START TASK INPUTS

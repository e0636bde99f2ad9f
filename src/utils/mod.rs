pub mod command;
pub mod locker;
pub mod wbadmin;

// Trait-based abstraction for testability
pub mod executor;

// Re-export commonly used types and traits (used by integration tests)
#[allow(unused_imports)]
pub use command::CommandOutput;
#[allow(unused_imports)]
pub use executor::{CommandExecutor, RealExecutor};
#[allow(unused_imports)]
pub use wbadmin::{classify_exit, prune_args, PruneOutcome, NOT_MOUNTED_EXIT_CODE};
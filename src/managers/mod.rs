pub mod logging;
pub mod pruning;
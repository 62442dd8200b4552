use axum::{
    extract::{Extension, State},
    http::StatusCode,
    routing::post,
    Json, Router,
};
use serde::Serialize;
use trek_booking::BookingRequest;
use trek_core::Booking;

use crate::error::AppError;
use crate::extract::ApiJson;
use crate::middleware::AuthenticatedUser;
use crate::state::AppState;

#[derive(Debug, Serialize)]
struct BookingResponse {
    message: &'static str,
    booking_id: i64,
    payment_response: serde_json::Value,
}

#[derive(Debug, Serialize)]
struct BookingsResponse {
    bookings: Vec<Booking>,
}

pub fn protected_routes() -> Router<AppState> {
    Router::new().route("/v1/bookings", post(create_booking).get(list_bookings))
}

async fn create_booking(
    State(state): State<AppState>,
    Extension(user): Extension<AuthenticatedUser>,
    ApiJson(req): ApiJson<BookingRequest>,
) -> Result<(StatusCode, Json<BookingResponse>), AppError> {
    let confirmation = state.bookings.book(&user.username, &req).await?;

    Ok((
        StatusCode::CREATED,
        Json(BookingResponse {
            message: "Booking successful",
            booking_id: confirmation.booking.id,
            payment_response: confirmation.payment_response,
        }),
    ))
}

async fn list_bookings(
    State(state): State<AppState>,
    Extension(user): Extension<AuthenticatedUser>,
) -> Result<Json<BookingsResponse>, AppError> {
    let bookings = state.bookings.list_for(&user.username).await?;
    Ok(Json(BookingsResponse { bookings }))
}
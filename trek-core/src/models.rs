use std::fmt;

use rust_decimal::Decimal;
use serde::{Deserialize, Serialize};

/// A registered account. Never serialized: the hash stays inside the process.
#[derive(Clone)]
pub struct User {
    pub id: i64,
    pub username: String,
    pub password_hash: String,
}

impl fmt::Debug for User {
    fn fmt(&self, f: &mut fmt::Formatter<'_>) -> fmt::Result {
        f.debug_struct("User")
            .field("id", &self.id)
            .field("username", &self.username)
            .field("password_hash", &"********")
            .finish()
    }
}

/// A bookable trip. Prices are USD.
#[derive(Debug, Clone, PartialEq, Serialize, Deserialize)]
pub struct Trip {
    pub id: i64,
    pub name: String,
    pub description: Option<String>,
    #[serde(with = "rust_decimal::serde::float")]
    pub price: Decimal,
}

/// Catalog entry before the store assigns it an id.
#[derive(Debug, Clone)]
pub struct NewTrip {
    pub name: String,
    pub description: Option<String>,
    pub price: Decimal,
}

/// A committed booking. Proves payment was initiated, not captured.
#[derive(Debug, Clone, PartialEq, Serialize, Deserialize)]
pub struct Booking {
    pub id: i64,
    pub user_id: i64,
    pub trip_id: i64,
    pub merchant_reference: Option<String>,
}

#[cfg(test)]
mod tests {
    use super::*;
    use rust_decimal_macros::dec;

    #[test]
    fn test_trip_price_serializes_as_number() {
        let trip = Trip {
            id: 1,
            name: "trip 1".to_string(),
            description: Some("This is a nice place".to_string()),
            price: dec!(599.99),
        };

        let value = serde_json::to_value(&trip).unwrap();
        assert_eq!(value["price"], serde_json::json!(599.99));
        assert_eq!(value["name"], "trip 1");
    }

    #[test]
    fn test_user_debug_masks_hash() {
        let user = User {
            id: 7,
            username: "alice".to_string(),
            password_hash: "$argon2id$v=19$secret".to_string(),
        };

        let rendered = format!("{:?}", user);
        assert!(rendered.contains("alice"));
        assert!(!rendered.contains("argon2id"));
    }
}
use anyhow::Context;
use std::net::SocketAddr;
use trek_api::{app, AppState};
use trek_booking::build_gateway;
use trek_store::{app_config::Config, DbClient};
use tracing_subscriber::{layer::SubscriberExt, util::SubscriberInitExt};

#[tokio::main]
async fn main() -> anyhow::Result<()> {
    tracing_subscriber::registry()
        .with(
            tracing_subscriber::EnvFilter::try_from_default_env()
                .unwrap_or_else(|_| "trek_api=debug,trek_booking=debug,trek_store=info,tower_http=debug".into()),
        )
        .with(tracing_subscriber::fmt::layer())
        .init();

    let config = Config::load().context("Failed to load config")?;
    tracing::info!("Starting Trek API on port {}", config.server.port);

    if config.auth.jwt_secret == "change-me" {
        tracing::warn!("Using the default JWT secret; set TREK__AUTH__JWT_SECRET");
    }

    let db = DbClient::new(&config.database.url, config.database.max_connections)
        .await
        .context("Failed to connect to database")?;
    db.migrate().await.context("Failed to run migrations")?;

    let gateway = build_gateway(&config.payment).context("Failed to build payment gateway")?;

    let state = AppState::new(&db, &config.auth, gateway).context("Invalid auth configuration")?;
    let app = app(state);

    let addr = SocketAddr::from(([0, 0, 0, 0], config.server.port));
    tracing::info!("Listening on {}", addr);

    let listener = tokio::net::TcpListener::bind(addr)
        .await
        .with_context(|| format!("Failed to bind {}", addr))?;
    axum::serve(listener, app).await.context("Server error")?;

    Ok(())
}
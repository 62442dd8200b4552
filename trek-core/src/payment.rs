use async_trait::async_trait;
use rust_decimal::Decimal;
use serde::{Deserialize, Serialize};

/// Status sentinel the gateway uses for a successful call.
pub const GATEWAY_SUCCESS: &str = "SUCCESS";

/// Outcome of a successful payment initiation.
#[derive(Debug, Clone, Serialize, Deserialize)]
pub struct PaymentRecord {
    pub merchant_reference: String,
    /// Gateway `data` payload, passed through to the caller untouched.
    pub data: serde_json::Value,
}

#[async_trait]
pub trait PaymentGateway: Send + Sync {
    /// Ask the gateway to start a checkout for `amount` USD.
    ///
    /// Never fails loudly: any transport, timeout, or non-success answer is
    /// logged by the implementation and reported as `None`.
    async fn initiate(&self, amount: Decimal, user_id: i64, trip_id: i64) -> Option<PaymentRecord>;
}

/// `booking_<user>_<trip>_<nonce>`. The nonce keeps retries of the same pair apart.
pub fn merchant_reference(user_id: i64, trip_id: i64, nonce: &str) -> String {
    format!("booking_{}_{}_{}", user_id, trip_id, nonce)
}

#[cfg(test)]
mod tests {
    use super::*;

    #[test]
    fn test_merchant_reference_format() {
        assert_eq!(merchant_reference(1, 2, "ab12cd34"), "booking_1_2_ab12cd34");
    }
}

END TASK INPUTS

PROBLEM: Look over the entries above and say how many lines contain "info"; give only the number.

RESULT BELOW: 3